Yes, it’s a ThePirateBay link. If you feel bad about downloading it, don’t do it unless you already have a valid Windows XP install on the computer on which you’re downloading this for. Tortured sentence structure I know, but it’s 3 a.m.

What Microsoft should do is take this torrent, tweak the ISO just slightly to improve usability (very, very small things like bringing back the SendTo menu and having the option in the context menu to open a command prompt at whatever location), then package it up and sell it to end users via download for $30-$50.

If users want more applications or features, Microsoft should bring back the “Add Features” control panel option, a la Windows 98. This time, however, features will be downloadable online rather than from CD. It’s a 21st century thing. If they want drivers, Microsoft has Windows Update…just get more manufacturer support so all the drivers are in one place. Speaking of which, control panels should be separate from basic drivers; a computer should have full capability to work with no third-party icons in the system tray. None whatsoever.
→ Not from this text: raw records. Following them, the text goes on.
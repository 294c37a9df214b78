use rayon::prelude::*;

use crate::foundation::core::Rgb8;
use crate::foundation::error::{PalError, PalResult};
use crate::foundation::math::Rng64;
use crate::palette::model::MAX_PALETTE_LEN;

/// A clustering procedure: reduce a pool of color samples to `k` representative colors.
pub trait ColorClusterer {
    /// Return exactly `k` colors. Randomness must come from `rng` only.
    fn cluster(&self, samples: &[Rgb8], k: usize, rng: &mut Rng64) -> PalResult<Vec<Rgb8>>;
}

/// Lloyd's k-means with k-means++ seeding, in RGB space.
#[derive(Clone, Debug)]
pub struct KMeans {
    /// Upper bound on assignment/update rounds.
    pub max_iterations: u32,
}

impl Default for KMeans {
    fn default() -> Self {
        Self { max_iterations: 50 }
    }
}

type Point = [f64; 3];

fn to_point(c: Rgb8) -> Point {
    [f64::from(c.r), f64::from(c.g), f64::from(c.b)]
}

fn dist_sq(a: &Point, b: &Point) -> f64 {
    let dr = a[0] - b[0];
    let dg = a[1] - b[1];
    let db = a[2] - b[2];
    dr * dr + dg * dg + db * db
}

// Lowest index wins ties.
fn nearest(centroids: &[Point], p: &Point) -> (usize, f64) {
    let mut best = 0;
    let mut best_d = f64::INFINITY;
    for (i, c) in centroids.iter().enumerate() {
        let d = dist_sq(c, p);
        if d < best_d {
            best = i;
            best_d = d;
        }
    }
    (best, best_d)
}

fn round_channel(v: f64) -> u8 {
    v.round().clamp(0.0, 255.0) as u8
}

impl KMeans {
    fn seed_plus_plus(points: &[Point], k: usize, rng: &mut Rng64) -> Vec<Point> {
        let mut centroids = Vec::with_capacity(k);
        let first = rng.next_below(points.len() as u64) as usize;
        centroids.push(points[first]);

        let mut d2: Vec<f64> = points.iter().map(|p| dist_sq(p, &points[first])).collect();
        while centroids.len() < k {
            let total: f64 = d2.iter().sum();
            let pick = if total > 0.0 {
                let target = rng.next_f64_01() * total;
                let mut acc = 0.0;
                let mut chosen = points.len() - 1;
                for (i, d) in d2.iter().enumerate() {
                    acc += d;
                    if acc > target {
                        chosen = i;
                        break;
                    }
                }
                chosen
            } else {
                rng.next_below(points.len() as u64) as usize
            };
            let c = points[pick];
            for (d, p) in d2.iter_mut().zip(points) {
                *d = d.min(dist_sq(p, &c));
            }
            centroids.push(c);
        }
        centroids
    }
}

impl ColorClusterer for KMeans {
    #[tracing::instrument(skip(self, samples, rng), fields(samples = samples.len()))]
    fn cluster(&self, samples: &[Rgb8], k: usize, rng: &mut Rng64) -> PalResult<Vec<Rgb8>> {
        if k == 0 {
            return Err(PalError::EmptyPalette);
        }
        if k > MAX_PALETTE_LEN {
            return Err(PalError::PaletteTooLarge {
                len: k,
                max: MAX_PALETTE_LEN,
            });
        }
        if samples.len() < k {
            return Err(PalError::InsufficientSamples {
                needed: k as u64,
                available: samples.len() as u64,
            });
        }

        let points: Vec<Point> = samples.iter().copied().map(to_point).collect();
        let mut centroids = Self::seed_plus_plus(&points, k, rng);
        let mut assignment = vec![usize::MAX; points.len()];

        let mut iterations = 0;
        while iterations < self.max_iterations {
            iterations += 1;

            let next: Vec<(usize, f64)> =
                points.par_iter().map(|p| nearest(&centroids, p)).collect();
            let changed = next
                .iter()
                .zip(&assignment)
                .filter(|((n, _), a)| n != *a)
                .count();
            for (a, (n, _)) in assignment.iter_mut().zip(&next) {
                *a = *n;
            }
            if changed == 0 {
                break;
            }

            let mut sums = vec![[0.0f64; 3]; k];
            let mut counts = vec![0u64; k];
            for (p, &a) in points.iter().zip(&assignment) {
                sums[a][0] += p[0];
                sums[a][1] += p[1];
                sums[a][2] += p[2];
                counts[a] += 1;
            }

            for (ci, c) in centroids.iter_mut().enumerate() {
                if counts[ci] > 0 {
                    let n = counts[ci] as f64;
                    *c = [sums[ci][0] / n, sums[ci][1] / n, sums[ci][2] / n];
                }
            }

            // Empty clusters restart at the points farthest from their current centroid.
            if counts.contains(&0) {
                let mut far: Vec<usize> = (0..points.len()).collect();
                far.sort_by(|&a, &b| next[b].1.total_cmp(&next[a].1).then(a.cmp(&b)));
                let mut far = far.into_iter();
                for (ci, c) in centroids.iter_mut().enumerate() {
                    if counts[ci] == 0
                        && let Some(pi) = far.next()
                    {
                        *c = points[pi];
                    }
                }
            }
        }

        tracing::debug!(iterations, k, "k-means finished");
        Ok(centroids
            .iter()
            .map(|c| Rgb8::new(round_channel(c[0]), round_channel(c[1]), round_channel(c[2])))
            .collect())
    }
}

#[cfg(test)]
#[path = "../../tests/unit/palette/kmeans.rs"]
mod tests;
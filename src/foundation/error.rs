/// Convenience result type used across palstream.
pub type PalResult<T> = Result<T, PalError>;

/// Top-level error taxonomy used by the encoder, the stream codec and the frame sources.
#[derive(thiserror::Error, Debug)]
pub enum PalError {
    /// Invalid user-provided data (dimensions, fps, option values, frame sizes).
    #[error("validation error: {0}")]
    Validation(String),

    /// Unknown fixed palette selector.
    #[error("invalid palette selection '{key}' (expected one of: {expected})")]
    InvalidSelection {
        /// The selector that was requested.
        key: String,
        /// Comma-separated list of accepted selectors.
        expected: String,
    },

    /// A palette with zero entries was handed to the quantizer or the stream writer.
    #[error("palette is empty (expected 1..=256 colors)")]
    EmptyPalette,

    /// A palette with more entries than an 8-bit index can address.
    #[error("palette has {len} colors (expected at most {max})")]
    PaletteTooLarge {
        /// Number of colors supplied.
        len: usize,
        /// Largest accepted palette size.
        max: usize,
    },

    /// Source resolution is larger than the target display supports.
    #[error("resolution {width}x{height} exceeds maximum {max_width}x{max_height}")]
    ResolutionExceeded {
        /// Source width in pixels.
        width: u32,
        /// Source height in pixels.
        height: u32,
        /// Largest accepted width.
        max_width: u32,
        /// Largest accepted height.
        max_height: u32,
    },

    /// Not enough frames or pixels to derive a learned palette.
    #[error("insufficient samples: needed {needed}, available {available}")]
    InsufficientSamples {
        /// Samples required by the request.
        needed: u64,
        /// Samples the source could supply.
        available: u64,
    },

    /// Corrupted run-length data.
    #[error("malformed run record at byte {offset}: {reason}")]
    MalformedRecord {
        /// Byte offset of the offending record within its frame block.
        offset: usize,
        /// What was wrong with it.
        reason: String,
    },

    /// The encoded stream ended in the middle of a field.
    #[error("truncated stream: {0}")]
    Truncated(String),

    /// The frame decoding collaborator failed.
    #[error("source error: {0}")]
    Source(String),

    /// IO failure while reading or writing a stream.
    #[error("io error: {0}")]
    Io(#[from] std::io::Error),

    /// Wrapped lower-level error from dependencies.
    #[error(transparent)]
    Other(#[from] anyhow::Error),
}

impl PalError {
    /// Build a [`PalError::Validation`] value.
    pub fn validation(msg: impl Into<String>) -> Self {
        Self::Validation(msg.into())
    }

    /// Build a [`PalError::Source`] value.
    pub fn source(msg: impl Into<String>) -> Self {
        Self::Source(msg.into())
    }

    /// Build a [`PalError::Truncated`] value.
    pub fn truncated(msg: impl Into<String>) -> Self {
        Self::Truncated(msg.into())
    }

    /// Build a [`PalError::MalformedRecord`] value.
    pub fn malformed(offset: usize, reason: impl Into<String>) -> Self {
        Self::MalformedRecord {
            offset,
            reason: reason.into(),
        }
    }
}

#[cfg(test)]
#[path = "../../tests/unit/foundation/error.rs"]
mod tests;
With a few optimizations, such an OS could run full-fledged in under 1GB of disk space. Well under, even. On top of this platform OEMs can slipstream drivers (required) and crapware (optional, just like the extraneous Windows features) as needed. At any time, aside from required drivers, consumers should be able to distill Windows down to bare-metal elegance.

If you want to complain about user choice and such, the easy way out is to allow for feature installation during Windows setup, which will otherwise be a very short process in such a small installation (five minutes in a virtual machine…more on that later). A la the usual in regular software setups, have “Standard” (regular WinXP if you must), Minimal (Performance edition) or Custom as installation size options on regular install discs, with OEM products built into the standard and available in the Custom profiles. For the $30-$50 version, standard becomes a non-option and custom doesn’t have as many options. Something akin to “Windows Anytime Upgrade” can be used later on if Microsoft wants to charge users to upgrade to a fuller experience.
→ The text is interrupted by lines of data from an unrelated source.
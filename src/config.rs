use std::path::Path;

use crate::foundation::error::{PalError, PalResult};
use crate::palette::strategy::PaletteStrategy;
use crate::pipeline::EncodeThreading;

/// Everything needed to encode one video, loadable from JSON.
///
/// ```json
/// {
///   "palette": { "kind": "learned", "colors": 32, "sample_frames": 100, "seed": 7 },
///   "threading": { "parallel": true, "chunk_size": 32 }
/// }
/// ```
///
/// Omitted fields take their defaults: the `standard16` palette and sequential encoding.
#[derive(Clone, Debug, Default, PartialEq, Eq, serde::Serialize, serde::Deserialize)]
#[serde(default, deny_unknown_fields)]
pub struct EncodeConfig {
    /// Palette selection policy.
    pub palette: PaletteStrategy,
    /// Frame-level parallelism.
    pub threading: EncodeThreading,
}

impl EncodeConfig {
    /// Parse a JSON document.
    pub fn from_json_str(json: &str) -> PalResult<Self> {
        serde_json::from_str(json)
            .map_err(|e| PalError::validation(format!("invalid encode config: {e}")))
    }

    /// Read and parse a JSON file.
    pub fn from_json_path(path: &Path) -> PalResult<Self> {
        let text = std::fs::read_to_string(path).map_err(|e| {
            PalError::validation(format!("failed to read config '{}': {e}", path.display()))
        })?;
        Self::from_json_str(&text)
    }

    /// Check every section.
    pub fn validate(&self) -> PalResult<()> {
        self.palette.validate()?;
        self.threading.validate()
    }
}

#[cfg(test)]
#[path = "../tests/unit/config.rs"]
mod tests;
use super::*;
use crate::foundation::core::Rgb8;

fn frames(n: u8) -> Vec<Frame> {
    (0..n).map(|i| Frame::solid(4, 2, Rgb8::gray(i))).collect()
}

#[test]
fn reports_info_and_yields_in_order() {
    let mut source = InMemorySource::new(frames(3), 25).unwrap();
    assert_eq!(
        source.info(),
        SourceInfo {
            frame_count: 3,
            width: 4,
            height: 2,
            fps: 25
        }
    );
    for i in 0..3 {
        let frame = source.next_frame().unwrap().unwrap();
        assert_eq!(frame.pixels[0], Rgb8::gray(i));
    }
    assert!(source.next_frame().unwrap().is_none());
}

#[test]
fn rejects_empty_and_mixed_sizes() {
    assert!(InMemorySource::new(Vec::new(), 25).is_err());
    let mut mixed = frames(2);
    mixed.push(Frame::solid(2, 2, Rgb8::BLACK));
    assert!(InMemorySource::new(mixed, 25).is_err());
}

#[test]
fn sampling_is_random_access_and_resized() {
    let mut source = InMemorySource::new(frames(3), 25).unwrap();
    let sample = source.sample_frame(2, 2, 1).unwrap();
    assert_eq!((sample.width, sample.height), (2, 1));
    assert_eq!(sample.pixels, vec![Rgb8::gray(2); 2]);
    // Sampling does not move the playback cursor.
    assert_eq!(source.next_frame().unwrap().unwrap().pixels[0], Rgb8::gray(0));
    assert!(matches!(
        source.sample_frame(3, 2, 1),
        Err(PalError::InsufficientSamples {
            needed: 4,
            available: 3
        })
    ));
}

#[test]
fn declared_count_only_changes_info() {
    let mut source = InMemorySource::new(frames(2), 25)
        .unwrap()
        .with_declared_frame_count(10);
    assert_eq!(source.info().frame_count, 10);
    assert!(source.next_frame().unwrap().is_some());
    assert!(source.next_frame().unwrap().is_some());
    assert!(source.next_frame().unwrap().is_none());
}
In case you’re wondering, WinXP Performance Edition runs wonderfully in a virtual machine with 768 MB of memory…it’s fast enough that all but the most graphics-intensive activities feel like you’re using them bare-metal on a system that’s two-thirds the price of whatever you’re actually using. That is to say, absolutely usable, even speedy. This is on VirtualBox, Sun’s free virtual machine product. I have VMWare Fusion on my Mac and stopped using it…VirtualBox plus XP Performance Edition is significantly faster than either Parallels or VMWare running even XP.
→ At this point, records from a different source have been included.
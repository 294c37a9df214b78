use std::io::{Seek, Write};

use rayon::prelude::*;

use crate::foundation::core::Frame;
use crate::foundation::error::{PalError, PalResult};
use crate::palette::model::Palette;
use crate::quantize::quantize_frame;
use crate::rle::encode_into;
use crate::source::{FrameSource, SourceInfo};
use crate::stream::format::{StreamHeader, check_resolution};
use crate::stream::writer::StreamWriter;

/// Frame-level parallelism for [`encode_stream`].
#[derive(Clone, Debug, PartialEq, Eq, serde::Serialize, serde::Deserialize)]
#[serde(default)]
pub struct EncodeThreading {
    /// Encode chunks of frames on a rayon pool instead of one at a time.
    pub parallel: bool,
    /// Frames decoded and encoded together per chunk (parallel mode only).
    pub chunk_size: usize,
    /// Worker thread override (parallel mode only).
    pub threads: Option<usize>,
}

impl Default for EncodeThreading {
    fn default() -> Self {
        Self {
            parallel: false,
            chunk_size: 64,
            threads: None,
        }
    }
}

impl EncodeThreading {
    /// Check option ranges.
    pub fn validate(&self) -> PalResult<()> {
        if let Some(n) = self.threads
            && n == 0
        {
            return Err(PalError::validation(
                "encode threading 'threads' must be >= 1 when set",
            ));
        }
        Ok(())
    }
}

/// Counters reported by [`encode_stream`].
#[derive(Clone, Copy, Debug, Default, PartialEq, Eq, serde::Serialize)]
pub struct EncodeStats {
    /// Frame count the source reported up front.
    pub frames_declared: u32,
    /// Frame records actually written (the value patched into the header).
    pub frames_written: u32,
    /// Total stream size in bytes.
    pub bytes_written: u64,
}

/// Quantize and run-length encode one frame into its record bytes (no length prefix).
pub fn encode_frame_record(frame: &Frame, palette: &Palette) -> PalResult<Vec<u8>> {
    let indices = quantize_frame(frame, palette)?;
    let mut out = Vec::with_capacity(indices.len() / 4);
    encode_into(&indices, &mut out);
    Ok(out)
}

/// Encode every frame of `source` into `out`.
///
/// The resolution limit is checked before anything is written. Frames are written in source
/// order in both modes; parallel mode produces the same bytes as sequential mode. The stream ends
/// when the source does, and the header frame count is patched to match.
#[tracing::instrument(skip(source, palette, out), fields(colors = palette.len()))]
pub fn encode_stream<W: Write + Seek>(
    source: &mut dyn FrameSource,
    palette: &Palette,
    out: W,
    threading: &EncodeThreading,
) -> PalResult<(W, EncodeStats)> {
    let info = source.info();
    check_resolution(info.width, info.height)?;
    threading.validate()?;

    let header = StreamHeader::new(
        info.frame_count,
        info.width,
        info.height,
        info.fps,
        palette.len(),
    )?;
    let pool = if threading.parallel {
        Some(build_thread_pool(threading.threads)?)
    } else {
        None
    };

    let mut writer = StreamWriter::begin(out, header, palette)?;
    match pool.as_ref() {
        None => {
            while let Some(frame) = source.next_frame()? {
                check_frame_size(&frame, &info)?;
                writer.push_frame(&frame)?;
            }
        }
        Some(pool) => {
            let chunk_size = threading.chunk_size.max(1);
            let mut chunk = Vec::with_capacity(chunk_size);
            loop {
                chunk.clear();
                while chunk.len() < chunk_size {
                    match source.next_frame()? {
                        Some(frame) => {
                            check_frame_size(&frame, &info)?;
                            chunk.push(frame);
                        }
                        None => break,
                    }
                }
                if chunk.is_empty() {
                    break;
                }
                let done = chunk.len() < chunk_size;

                let records = pool.install(|| {
                    chunk
                        .par_iter()
                        .map(|frame| encode_frame_record(frame, palette))
                        .collect::<Vec<_>>()
                });
                for record in records {
                    writer.push_record(&record?)?;
                }
                if done {
                    break;
                }
            }
        }
    }

    let stats = EncodeStats {
        frames_declared: info.frame_count,
        frames_written: writer.frames_written(),
        bytes_written: writer.bytes_written(),
    };
    let out = writer.finish()?;
    Ok((out, stats))
}

fn check_frame_size(frame: &Frame, info: &SourceInfo) -> PalResult<()> {
    if frame.width != info.width || frame.height != info.height {
        return Err(PalError::validation(format!(
            "decoded frame is {}x{}, source reported {}x{}",
            frame.width, frame.height, info.width, info.height
        )));
    }
    Ok(())
}

fn build_thread_pool(threads: Option<usize>) -> PalResult<rayon::ThreadPool> {
    let mut builder = rayon::ThreadPoolBuilder::new();
    if let Some(n) = threads {
        builder = builder.num_threads(n);
    }
    builder
        .build()
        .map_err(|e| PalError::validation(format!("failed to build rayon thread pool: {e}")))
}

#[cfg(test)]
#[path = "../tests/unit/pipeline.rs"]
mod tests;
The bottom line is this: I don’t thik I’m alone in wanting an operating system that just works. I do’t need bells and whistles, and the OS can look like Windows 98 for all I care (preferably Windows XP in Classic mode with search in the Start menu, however…P PE, but for the search box, does nicely). I just want something that will run any Windows app I throw at it, and that will run that app quickly and efficiently. If I need extra features, I’d like to be able to get them, but they don’t need to come standard. I want a cheap operating system that I can get legally. I want something that will fit on, and run perfectly from, a $10 USB drive.

XP PE pretty much is what I’m looking for, with one problem: it’s on the torrents rather than on Microsoft’s onlinestore page. I do use it anyway, but I’d love to pay for something even slightly more refined.

In conslusion, Windows 7 promises to be to Windows Vista what XP PE is to XP. It delivers on this promise, however that’s like saying your new product is much more enjoyable than a swift kick to the balls…you’ve got a low standard to rise above. Windows 7 is not as light as Windows XP, though it does run better than standard XP in a virtual machine, at least that’s what it seems like from here. In short, Win7 is a big step in the right direction after Vista (which isn’t bad, it just isn’t good enough to go out and upgrade to if you have XP in 99.99% of situations), no doubt. However Microsoft would do well to slim down Windows 7 until it has the same system requirements as Windows XP, or release WIndows 7 alongside “Windows LE”, aka a legit, low-cost, supported version of Windows XP Performance Edition.